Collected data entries

===

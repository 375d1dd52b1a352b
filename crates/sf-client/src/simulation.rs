//! A populated simulation: metadata, chosen job, file tree and file access.

use std::fmt;
use std::ops::ControlFlow;
use std::sync::OnceLock;

use regex::Regex;
use serde::Serialize;
use serde_json::Value;
use sf_core::{Domain, regularize};
use sf_tree::{ASSETS_DIR_NAME, FileRecord, FileTree};
use tracing::{debug, warn};
use url::Url;

use crate::error::{ClientError, ClientResult};
use crate::fetch::{Fetcher, Payload, ResponseType, fetch_many};
use crate::metadata::{HpcJob, SimInfo};
use crate::reports::source_url;

pub const DEFAULT_CONFIG_FILENAME: &str = "./config.json";
pub const VIS_TOOLS_DIR: &str = "/Vis-Tools/";
const VISSET_PATTERN: &str = r"(?i)visset.*\.json";

/// Simulation with its canonical file tree.
///
/// Config and demographics are fetched on first request and kept.
#[derive(Debug)]
pub struct Simulation {
    info: SimInfo,
    job: Option<HpcJob>,
    tree: FileTree,
    config: OnceLock<Value>,
    demographics: OnceLock<Value>,
}

impl Simulation {
    pub fn new(info: SimInfo, job: Option<HpcJob>, tree: FileTree) -> Self {
        Self {
            info,
            job,
            tree,
            config: OnceLock::new(),
            demographics: OnceLock::new(),
        }
    }

    pub fn id(&self) -> &str {
        &self.info.id
    }

    pub fn info(&self) -> &SimInfo {
        &self.info
    }

    /// The finished job the tree's outputs came from, if any.
    pub fn job(&self) -> Option<&HpcJob> {
        self.job.as_ref()
    }

    pub fn tree(&self) -> &FileTree {
        &self.tree
    }

    /// Config file named by `--config` in the job's input args.
    pub fn config_filename(&self) -> String {
        let args = self
            .job
            .as_ref()
            .and_then(|job| job.configuration.simulation_input_args.as_deref());
        let Some(args) = args else {
            return DEFAULT_CONFIG_FILENAME.to_string();
        };
        let mut tokens = args.split_whitespace();
        tokens
            .find(|tok| *tok == "--config")
            .and_then(|_| tokens.next())
            .map_or_else(|| DEFAULT_CONFIG_FILENAME.to_string(), str::to_string)
    }

    pub fn vis_tools_dir(&self) -> Option<&FileRecord> {
        self.tree.find_file_record(VIS_TOOLS_DIR)
    }

    /// Link that opens this simulation in the Vis-Tools geospatial client.
    ///
    /// `None` without a `Vis-Tools` directory or without a visset file in it.
    pub fn vis_tools_url(&self, base_url: &str) -> ClientResult<Option<String>> {
        let Some(dir) = self.vis_tools_dir() else {
            debug!(sim_id = self.id(), "no Vis-Tools directory");
            return Ok(None);
        };
        let dir_path = dir.regularized_path();
        let pattern = Regex::new(VISSET_PATTERN)?;

        let mut visset = None;
        self.tree.traverse(
            |rec| {
                if rec.regularized_path().starts_with(&dir_path)
                    && pattern.is_match(rec.friendly_name())
                {
                    visset = Some(source_url(rec));
                    ControlFlow::Break(())
                } else {
                    ControlFlow::Continue(())
                }
            },
            FileTree::NO_DIRS,
        );
        let Some(visset) = visset else {
            return Ok(None);
        };

        let mut url = Url::parse(&format!("{base_url}/vistools/geospatial.html"))?;
        url.query_pairs_mut().append_pair("set", &visset);
        Ok(Some(url.to_string()))
    }

    /// Fetch one file of the tree.
    pub async fn get_file<F>(
        &self,
        fetcher: &F,
        path: &str,
        response_type: ResponseType,
    ) -> ClientResult<Payload>
    where
        F: Fetcher + ?Sized,
    {
        let url = self.file_url(path)?;
        Ok(fetcher.fetch(&url, response_type).await?)
    }

    /// Fetch several files concurrently, in order.
    ///
    /// Nothing is fetched unless every path names a file of the tree.
    pub async fn get_files<F, S>(
        &self,
        fetcher: &F,
        paths: &[S],
        response_type: ResponseType,
    ) -> ClientResult<Vec<Payload>>
    where
        F: Fetcher + ?Sized,
        S: AsRef<str>,
    {
        let urls = paths
            .iter()
            .map(|path| self.file_url(path.as_ref()))
            .collect::<ClientResult<Vec<_>>>()?;
        Ok(fetch_many(fetcher, &urls, response_type).await?)
    }

    /// The simulation's config JSON.
    pub async fn config<F>(&self, fetcher: &F) -> ClientResult<&Value>
    where
        F: Fetcher + ?Sized,
    {
        if let Some(config) = self.config.get() {
            return Ok(config);
        }
        let path = self.config_filename();
        let value = json_payload(&path, self.get_file(fetcher, &path, ResponseType::Json).await?)?;
        Ok(self.config.get_or_init(|| value))
    }

    /// Consolidated demographics.
    ///
    /// `parameters.Demographics_Filenames` in the config names the main file
    /// followed by overlays. Each is looked up at the tree root, then under
    /// `./Assets/`. Overlays are applied in order: nested objects merge key
    /// by key, any other value replaces what was there.
    pub async fn demographics<F>(&self, fetcher: &F) -> ClientResult<&Value>
    where
        F: Fetcher + ?Sized,
    {
        if let Some(demographics) = self.demographics.get() {
            return Ok(demographics);
        }

        let config = self.config(fetcher).await?;
        let names: Vec<&str> = match config.pointer("/parameters/Demographics_Filenames") {
            Some(Value::String(name)) => vec![name.as_str()],
            Some(Value::Array(names)) => names.iter().filter_map(Value::as_str).collect(),
            _ => Vec::new(),
        };
        if names.is_empty() {
            return Err(ClientError::NotFound {
                path: "parameters.Demographics_Filenames".to_string(),
            });
        }

        let paths = names
            .iter()
            .map(|name| self.resolve_demographics(name))
            .collect::<ClientResult<Vec<_>>>()?;
        let payloads = self.get_files(fetcher, &paths, ResponseType::Json).await?;

        let mut docs = paths
            .iter()
            .zip(payloads)
            .map(|(path, payload)| json_payload(path, payload));
        let mut merged = match docs.next() {
            Some(doc) => doc?,
            None => Value::Null,
        };
        for overlay in docs {
            overlay_value(&mut merged, overlay?);
        }
        if paths.len() > 1 {
            debug!(overlays = paths.len() - 1, "demographics overlays applied");
        }
        Ok(self.demographics.get_or_init(|| merged))
    }

    /// Multi-line summary for debugging.
    pub fn dump(&self) -> String {
        let info = &self.info;
        let job = match &self.job {
            Some(job) => format!(
                "[Job {}/{} in {} state]",
                job.id,
                job.job_id.map_or_else(|| "-".to_string(), |id| id.to_string()),
                job.job_state
            ),
            None => "[no finished job]".to_string(),
        };
        format!(
            "{}\n  [SimInfo {} {}/'{}']\n  {job}\n  {}\n",
            self,
            info.id,
            info.owner.as_deref().unwrap_or(""),
            info.name.as_deref().unwrap_or(""),
            self.tree
        )
    }

    fn file_url(&self, path: &str) -> ClientResult<String> {
        self.tree
            .find_file_record(path)
            .filter(|rec| !rec.is_directory())
            .map(source_url)
            .ok_or_else(|| ClientError::NotFound {
                path: path.to_string(),
            })
    }

    fn resolve_demographics(&self, name: &str) -> ClientResult<String> {
        if self.tree.contains(name) {
            return Ok(regularize(name));
        }
        let in_assets = format!("./{ASSETS_DIR_NAME}/{name}");
        if self.tree.contains(&in_assets) {
            return Ok(in_assets);
        }
        warn!(name, "demographics file not found at root or in Assets");
        Err(ClientError::NotFound {
            path: name.to_string(),
        })
    }
}

impl fmt::Display for Simulation {
    fn fmt(&self, f: &mut fmt::Formatter<'_>) -> fmt::Result {
        let mark = |present: bool| if present { "x" } else { " " };
        write!(
            f,
            "[Simulation: {} with [{}] info, [{}] job, [{}] tree]",
            self.info.id,
            mark(true),
            mark(self.job.is_some()),
            mark(true)
        )
    }
}

fn json_payload(path: &str, payload: Payload) -> ClientResult<Value> {
    payload.into_json().ok_or_else(|| ClientError::UnexpectedPayload {
        url: path.to_string(),
        expected: ResponseType::Json,
    })
}

/// Layer `overlay` onto `base`: objects merge recursively, anything else replaces.
pub fn overlay_value(base: &mut Value, overlay: Value) {
    match (base, overlay) {
        (Value::Object(base), Value::Object(overlay)) => {
            for (key, value) in overlay {
                match base.get_mut(&key) {
                    Some(existing) => overlay_value(existing, value),
                    None => {
                        base.insert(key, value);
                    }
                }
            }
        }
        (base, overlay) => *base = overlay,
    }
}

/// Geographic and population extent of demographics nodes.
#[derive(Debug, Clone, Copy, PartialEq, Serialize)]
pub struct NodeStats {
    pub latitude: Domain<f64>,
    pub longitude: Domain<f64>,
    pub population: Domain<f64>,
}

impl NodeStats {
    /// Stats over `Nodes[*].NodeAttributes`; nodes missing a field are skipped.
    pub fn from_demographics(demographics: &Value) -> Option<Self> {
        let nodes = demographics.get("Nodes")?.as_array()?;
        let attrs: Vec<(f64, f64, f64)> = nodes
            .iter()
            .filter_map(|node| {
                let na = node.get("NodeAttributes")?;
                Some((
                    na.get("Latitude")?.as_f64()?,
                    na.get("Longitude")?.as_f64()?,
                    na.get("InitialPopulation")?.as_f64()?,
                ))
            })
            .collect();
        Some(Self {
            latitude: Domain::spanning(attrs.iter().map(|a| a.0))?,
            longitude: Domain::spanning(attrs.iter().map(|a| a.1))?,
            population: Domain::spanning(attrs.iter().map(|a| a.2))?,
        })
    }
}

#[cfg(test)]
mod tests {
    use super::*;
    use crate::metadata::JobConfiguration;
    use serde_json::json;

    fn sim_with_args(args: Option<&str>) -> Simulation {
        let job = HpcJob {
            id: "j1".into(),
            job_state: "Finished".into(),
            configuration: JobConfiguration {
                simulation_input_args: args.map(str::to_string),
                ..JobConfiguration::default()
            },
            ..HpcJob::default()
        };
        Simulation::new(SimInfo::default(), Some(job), FileTree::from_records(vec![]))
    }

    #[test]
    fn config_filename_from_input_args() {
        assert_eq!(
            sim_with_args(Some("--config my_config.json --input-path ./Assets")).config_filename(),
            "my_config.json"
        );
        assert_eq!(sim_with_args(Some("--dll-path ./")).config_filename(), DEFAULT_CONFIG_FILENAME);
        assert_eq!(sim_with_args(Some("--config")).config_filename(), DEFAULT_CONFIG_FILENAME);
        assert_eq!(sim_with_args(None).config_filename(), DEFAULT_CONFIG_FILENAME);

        let no_job = Simulation::new(SimInfo::default(), None, FileTree::from_records(vec![]));
        assert_eq!(no_job.config_filename(), DEFAULT_CONFIG_FILENAME);
    }

    #[test]
    fn overlay_merges_objects_and_replaces_the_rest() {
        let mut base = json!({
            "Metadata": { "Author": "a", "NodeCount": 2 },
            "Defaults": { "IndividualAttributes": { "AgeDistribution": [1, 2] } },
            "Nodes": [ { "NodeID": 1 }, { "NodeID": 2 } ]
        });
        overlay_value(
            &mut base,
            json!({
                "Metadata": { "Author": "b" },
                "Defaults": { "IndividualAttributes": { "AgeDistribution": [9], "Risk": 0.5 } },
                "Nodes": [ { "NodeID": 1, "NodeAttributes": { "InitialPopulation": 10 } } ]
            }),
        );
        assert_eq!(
            base,
            json!({
                "Metadata": { "Author": "b", "NodeCount": 2 },
                "Defaults": { "IndividualAttributes": { "AgeDistribution": [9], "Risk": 0.5 } },
                "Nodes": [ { "NodeID": 1, "NodeAttributes": { "InitialPopulation": 10 } } ]
            })
        );
    }

    #[test]
    fn node_stats() {
        let demo = json!({ "Nodes": [
            { "NodeAttributes": { "Latitude": 1.5, "Longitude": 30.0, "InitialPopulation": 1000 } },
            { "NodeAttributes": { "Latitude": -2.0, "Longitude": 31.5, "InitialPopulation": 250 } },
            { "NodeID": 3 }
        ]});
        let stats = NodeStats::from_demographics(&demo).unwrap();
        assert_eq!(stats.latitude, Domain::new(-2.0, 1.5));
        assert_eq!(stats.longitude, Domain::new(30.0, 31.5));
        assert_eq!(stats.population, Domain::new(250.0, 1000.0));
        assert!(NodeStats::from_demographics(&json!({ "Nodes": [] })).is_none());
    }

    #[test]
    fn display_marks_missing_job() {
        let sim = Simulation::new(
            SimInfo {
                id: "abc".into(),
                ..SimInfo::default()
            },
            None,
            FileTree::from_records(vec![]),
        );
        assert_eq!(sim.to_string(), "[Simulation: abc with [x] info, [ ] job, [x] tree]");
        assert!(sim.dump().contains("[no finished job]"));
        assert!(sim.dump().contains("[FileTree: 0 files, 0 bytes]"));
    }
}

===

Copy, please, exactly the lines that start at the first line of the data and end at the line containing "const VISSET_PATTERN: &str", both kept and no others.

repository 375d1dd52b1a352b
filename crates/sf-client/src/simulation.rs
//! A populated simulation: metadata, chosen job, file tree and file access.

use std::fmt;
use std::ops::ControlFlow;
use std::sync::OnceLock;

use regex::Regex;
use serde::Serialize;
use serde_json::Value;
use sf_core::{Domain, regularize};
use sf_tree::{ASSETS_DIR_NAME, FileRecord, FileTree};
use tracing::{debug, warn};
use url::Url;

use crate::error::{ClientError, ClientResult};
use crate::fetch::{Fetcher, Payload, ResponseType, fetch_many};
use crate::metadata::{HpcJob, SimInfo};
use crate::reports::source_url;

pub const DEFAULT_CONFIG_FILENAME: &str = "./config.json";
pub const VIS_TOOLS_DIR: &str = "/Vis-Tools/";
const VISSET_PATTERN: &str = r"(?i)visset.*\.json";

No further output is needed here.